Paul Klee (1879-1940)
Paul Klee (1879-1940)

Siedelung im Hügelland

Paul Klee (1879-1940)
Siedelung im Hügelland
signed 'Klee' (lower right)
watercolor and pen and ink on linen laid down on the artist's mount
10 x 16½ in. (25.5 x 42 cm.)
Executed in 1930
Richard Doetsch-Benziger, Basel (until 1958).
Galerie Roman Norbert Ketterer, Campione d'Italia.
Private collection, Switzerland (acquired from the above).
By descent from the above to the present owner.
M. Bosshard-Rebmann, Paul Klee: Sammlung Richard Doetsch-Benziger, Basel, Basel, 1953, no. 60.
The Paul Klee Foundation, ed., Paul Klee, Catalogue raisonné, Bern, 2001, vol. 5, p. 479, no. 5247 (illustrated).
Kunsthalle Basel, Moderne deutsche Malerei aus Privatbesitz, October 1933, no. 102.
Basel, Galerie d'Art Moderne, Marie-Suzanne Feigel, Paul Klee: Tafelbilder und Aquarelle aus Privatbesitz, September-October 1949, no. 49.
Kunstmuseum Basel, Sammlung Richard Doetsch-Benziger: Malerei, Zeichnung und Plastik des 19. und 20. Jahrhunderts, June-July 1956, p. 58, no. 207 (illustrated).

Lot Essay

By 1930, when he painted Siedelung im Hügelland, Klee had arrived at the peak of his career. He enjoyed international status as a master of contemporary art and was a renowned representative of the Bauhaus, where he had taught since 1920, first at Weimar and then at Dessau. On the occasion of his fiftieth birthday in December 1929, the Berlin gallerist Alfred Flechtheim gave him a large retrospective, which then traveled to The Museum of Modern Art in New York; the Cahiers d'Art in Paris commissioned a massive volume of reproductions of his oeuvre; and he was fêted at the Bauhaus with an enormous package of gifts dropped by parachute from an airplane. Will Grohmann has written, "Klee was now one of the few artists in a position to decide the future course of art. Every exhibition of his was eagerly anticipated, and critics measured him by international standards" (Paul Klee, New York, 1954, p. 251).

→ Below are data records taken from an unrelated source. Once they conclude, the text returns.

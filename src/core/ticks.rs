use serde::{Deserialize, Serialize};
use tracing::{debug, warn};

use crate::error::{ChartError, ChartResult};

/// Upper bound on interval enlargement passes.
///
/// Every pass grows the applied interval by at least one requested interval,
/// and calibration gives up early once enlarging can no longer reduce the
/// tick count. Hitting the cap means the requested interval is tiny compared
/// to the data magnitude; the axis is then still aligned but may carry more
/// than `count_max` ticks.
const MAX_CALIBRATION_PASSES: usize = 64;

/// Relative slack used when counting ticks so that `5.999_999_999` intervals
/// still count as six.
const TICK_COUNT_EPSILON: f64 = 1e-9;

/// Tick configuration and calibrated result for one axis.
///
/// `interval`, `count_max` and the override flags are user input. The
/// calibrated `applied_interval`, `value_min` and `value_max` are written by
/// [`calibrate`] and read by the renderer and compositor.
#[derive(Debug, Clone, Copy, PartialEq, Serialize, Deserialize)]
#[serde(rename_all = "camelCase")]
pub struct AxisTicks {
    pub enabled: bool,
    pub interval: f64,
    pub count_max: u32,
    pub override_value_min: bool,
    pub override_value_max: bool,
    pub value_min: f64,
    pub value_max: f64,
    applied_interval: f64,
}

impl Default for AxisTicks {
    fn default() -> Self {
        Self::new(10.0, 10)
    }
}

impl AxisTicks {
    #[must_use]
    pub fn new(interval: f64, count_max: u32) -> Self {
        Self {
            enabled: true,
            interval,
            count_max,
            override_value_min: false,
            override_value_max: false,
            value_min: 0.0,
            value_max: 0.0,
            applied_interval: interval,
        }
    }

    /// Pins the lower axis bound; calibration will not move it.
    #[must_use]
    pub fn with_value_min(mut self, value_min: f64) -> Self {
        self.override_value_min = true;
        self.value_min = value_min;
        self
    }

    /// Pins the upper axis bound; calibration will not move it.
    #[must_use]
    pub fn with_value_max(mut self, value_max: f64) -> Self {
        self.override_value_max = true;
        self.value_max = value_max;
        self
    }

    #[must_use]
    pub fn with_enabled(mut self, enabled: bool) -> Self {
        self.enabled = enabled;
        self
    }

    /// Tick spacing actually used for drawing; an integer multiple of `interval`.
    #[must_use]
    pub fn applied_interval(&self) -> f64 {
        self.applied_interval
    }

    #[must_use]
    pub fn span(&self) -> f64 {
        self.value_max - self.value_min
    }

    /// Rejects configurations calibration cannot work with.
    pub fn validate(&self) -> ChartResult<()> {
        if !self.interval.is_finite() || self.interval <= 0.0 {
            return Err(ChartError::InvalidConfig(
                "tick interval must be finite and > 0".to_owned(),
            ));
        }
        if self.count_max == 0 {
            return Err(ChartError::InvalidConfig(
                "tick countMax must be > 0".to_owned(),
            ));
        }
        if self.override_value_min && !self.value_min.is_finite() {
            return Err(ChartError::InvalidConfig(
                "overridden tick valueMin must be finite".to_owned(),
            ));
        }
        if self.override_value_max && !self.value_max.is_finite() {
            return Err(ChartError::InvalidConfig(
                "overridden tick valueMax must be finite".to_owned(),
            ));
        }
        if self.override_value_min && self.override_value_max && self.value_min >= self.value_max
        {
            return Err(ChartError::InvalidConfig(
                "overridden tick valueMin must be < valueMax".to_owned(),
            ));
        }
        Ok(())
    }

    /// Number of whole applied intervals between the calibrated bounds.
    #[must_use]
    pub fn tick_count(&self) -> usize {
        whole_interval_count(self.span(), self.applied_interval)
    }

    /// Calibrated tick positions from `value_min` up to `value_max`, inclusive.
    ///
    /// Positions are computed as `value_min + i * applied_interval` so long
    /// axes do not accumulate floating point drift.
    pub fn tick_values(&self) -> impl Iterator<Item = f64> + '_ {
        let count = if self.span() >= 0.0 && self.applied_interval > 0.0 {
            self.tick_count() + 1
        } else {
            0
        };
        (0..count).map(move |index| self.value_min + (index as f64) * self.applied_interval)
    }
}

/// Aligns `ticks` to the observed data extent.
///
/// Starting from the requested interval, unpinned bounds are aligned to the
/// applied interval, and the interval is enlarged (in whole multiples of the
/// requested one) until at most `count_max` intervals span the axis. When
/// both bounds are pinned only one enlargement pass runs, since nothing else
/// can change afterwards.
pub fn calibrate(
    ticks: AxisTicks,
    observed_min: f64,
    observed_max: f64,
) -> ChartResult<AxisTicks> {
    ticks.validate()?;
    if !observed_min.is_finite() || !observed_max.is_finite() || observed_min > observed_max {
        return Err(ChartError::InvalidData(format!(
            "observed axis range must be finite and ordered: [{observed_min}, {observed_max}]"
        )));
    }

    let mut out = ticks;
    let interval = ticks.interval;
    let count_max = ticks.count_max as usize;
    let both_pinned = ticks.override_value_min && ticks.override_value_max;
    // Past this interval every bound sits on -step, 0 or +step, so enlarging
    // further cannot change the tick count.
    let magnitude = [
        observed_min,
        observed_max,
        if ticks.override_value_min { ticks.value_min } else { 0.0 },
        if ticks.override_value_max { ticks.value_max } else { 0.0 },
    ]
    .into_iter()
    .fold(0.0_f64, |acc, value| acc.max(value.abs()));

    out.applied_interval = interval;
    let mut min_alignment = MinAlignment::Headroom;
    let mut previous_count = usize::MAX;
    let mut enlarged_once = false;

    for pass in 0..MAX_CALIBRATION_PASSES {
        align_bounds(&mut out, observed_min, observed_max, min_alignment);

        // The span is at least one applied interval unless both bounds are
        // pinned, which keeps degenerate single-value axes away from zero.
        let span = out.span().max(out.applied_interval);
        let count = whole_interval_count(span, out.applied_interval);
        if count <= count_max || (both_pinned && enlarged_once) {
            debug!(
                pass,
                value_min = out.value_min,
                value_max = out.value_max,
                applied_interval = out.applied_interval,
                tick_count = count,
                "calibrated axis ticks"
            );
            return Ok(out);
        }

        // The headroom rule keeps at least two intervals on the axis; once
        // the count stalls, restart from the requested interval with the
        // lower bound on the grid line at or below the data.
        if min_alignment == MinAlignment::Headroom
            && !out.override_value_min
            && count >= previous_count
        {
            debug!(pass, tick_count = count, "tick count stalled, aligning min to floor");
            min_alignment = MinAlignment::Floor;
            out.applied_interval = interval;
            previous_count = usize::MAX;
            continue;
        }
        if min_alignment == MinAlignment::Floor && out.applied_interval > magnitude {
            warn!(
                count_max = ticks.count_max,
                tick_count = count,
                applied_interval = out.applied_interval,
                "tick count cannot shrink further, keeping current axis"
            );
            return Ok(out);
        }

        previous_count = count;
        let enlarged = ((span / count_max as f64) / interval).ceil() * interval;
        out.applied_interval = enlarged.max(out.applied_interval + interval);
        enlarged_once = true;
    }

    warn!(
        count_max = ticks.count_max,
        applied_interval = out.applied_interval,
        "tick calibration pass cap reached"
    );
    align_bounds(&mut out, observed_min, observed_max, min_alignment);
    Ok(out)
}

#[derive(Debug, Clone, Copy, PartialEq, Eq)]
enum MinAlignment {
    Headroom,
    Floor,
}

fn align_bounds(ticks: &mut AxisTicks, observed_min: f64, observed_max: f64, rule: MinAlignment) {
    let step = ticks.applied_interval;
    if !ticks.override_value_min {
        ticks.value_min = match rule {
            MinAlignment::Headroom => align_min(observed_min, step),
            MinAlignment::Floor => align_min_floor(observed_min, step),
        };
    }
    if !ticks.override_value_max {
        ticks.value_max = align_max(observed_max, step);
    }
}

/// Aligns the lower bound to a multiple of `step` at or below `min`.
///
/// When `min` sits in the lower half of its interval (or exactly on a grid
/// line) the bound drops one extra interval, leaving at least half an
/// interval of headroom under the data. `%` keeps the dividend's sign, so
/// negative values align downward too.
fn align_min(min: f64, step: f64) -> f64 {
    let rem = min % step;
    if rem / step > 0.5 {
        min - rem
    } else {
        min - (step + rem)
    }
}

/// Greatest multiple of `step` at or below `min`.
fn align_min_floor(min: f64, step: f64) -> f64 {
    let aligned = (min / step).floor() * step;
    // `min / step` can round up onto the next grid line.
    if aligned > min { aligned - step } else { aligned }
}

/// First multiple of `step` strictly above `max`.
fn align_max(max: f64, step: f64) -> f64 {
    let mut aligned = (max / step).floor() * step;
    // `max / step` can round down across a whole step.
    for _ in 0..2 {
        if aligned > max {
            break;
        }
        aligned += step;
    }
    aligned
}

fn whole_interval_count(span: f64, step: f64) -> usize {
    if !span.is_finite() || !step.is_finite() || step <= 0.0 || span <= 0.0 {
        return 0;
    }
    let ratio = span / step;
    (ratio + ratio.max(1.0) * TICK_COUNT_EPSILON).floor() as usize
}

#[cfg(test)]
mod tests {
    use super::{align_max, align_min, align_min_floor, whole_interval_count};

    #[test]
    fn align_min_keeps_half_interval_headroom() {
        assert_eq!(align_min(17.0, 10.0), 10.0);
        assert_eq!(align_min(13.0, 10.0), 0.0);
        assert_eq!(align_min(10.0, 10.0), 0.0);
        assert_eq!(align_min(15.0, 10.0), 0.0);
    }

    #[test]
    fn align_min_handles_negative_values() {
        assert_eq!(align_min(-3.0, 10.0), -10.0);
        assert_eq!(align_min(-7.0, 10.0), -10.0);
        assert_eq!(align_min(-10.0, 10.0), -20.0);
    }

    #[test]
    fn floor_alignment_lands_on_or_below_min() {
        assert_eq!(align_min_floor(10.0, 10.0), 10.0);
        assert_eq!(align_min_floor(17.0, 10.0), 10.0);
        assert_eq!(align_min_floor(-3.0, 10.0), -10.0);
        assert!(align_min_floor(0.3, 0.1) <= 0.3);
    }

    #[test]
    fn align_max_is_strictly_above() {
        assert_eq!(align_max(50.0, 10.0), 60.0);
        assert_eq!(align_max(25.0, 10.0), 30.0);
        assert_eq!(align_max(-5.0, 10.0), 0.0);
    }

    #[test]
    fn interval_count_tolerates_rounding_noise() {
        assert_eq!(whole_interval_count(0.6 - 1e-15, 0.1), 6);
        assert_eq!(whole_interval_count(100.0, 30.0), 3);
        assert_eq!(whole_interval_count(0.0, 10.0), 0);
    }
}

Throughout his years at Dessau, travel provided Klee with a much needed respite both from his academic and social obligations at the Bauhaus and from the mounting political and ideological tensions there. Each summer, he and his wife Lily traveled south, sojourning at various seaside resorts on the Côte d'Azur and the Italian Riviera, and on Sicily, Corsica, and Elba. Extremely sensitive to the timbre of different landscapes, Klee filled sketchbooks during his travels with quickly executed drawings, amassing a reservoir of motifs, forms, color effects, and sensual impressions that served him as a wellspring of ideas for years to come. Christina Thomson has written, "The fact that during his time at the Bauhaus Klee claimed the study of nature to be sine qua non for an artist was largely due to his experiences with the natural world during his travels. Foreign landscapes with their beaches, seas, rivers, and cliffs inspired him to fully engage with nature, to feel, observe, and analyze it at leisure. Freeing him to discover new paths and possibilities, the unity that he experienced with nature in these places opened his eyes to the origins and laws of creation, whose deepest secrets he attempted to fathom throughout his life by means of his art" (The Klee Universe, exh. cat., Neue Nationalgalerie, Berlin, 2008, p. 149).

Siedelung im Hügelland was painted in mid-1930, either during Klee's summer travels or shortly after his return to Dessau. That year, he vacationed at Viareggio on the Ligurian coast and in the Engadine, a long valley nestled in the Swiss Alps. It was the latter site that almost surely inspired the rolling hills and mountainous peaks of the present watercolor, which constitute the graphic underpinning of the composition. These undulating natural forms are superimposed with a series of overlapping, rectilinear planes, which evoke both the rational austerity of Bauhaus architecture and the conventions of the modernist grid. The delicate, transparent color of the rectangular planes--the greens and blues of the Alpine landscape, awash in gentle morning light--counteracts their architectonic form, blurring the boundary between the built and the grown, the constructive and the organic. The interpenetration of these pastel-hued screens generates a spatial effect, but it is a mobile and changeable one, not the clear recessive schema of the linear mountains and hills. Grohmann has explained, "The problem of space...occupied Klee much more insistently in 1929. After many experiments Klee wrote in April 1930 of his hope that 'what I have achieved in the three-dimensional realm' would become lastingly fruitful for his work. He was not alluding to perspective or illusionistic space but to the 'flow' of space; 'the goal is inward, the problem mysterious,' he said" (op. cit., p. 281).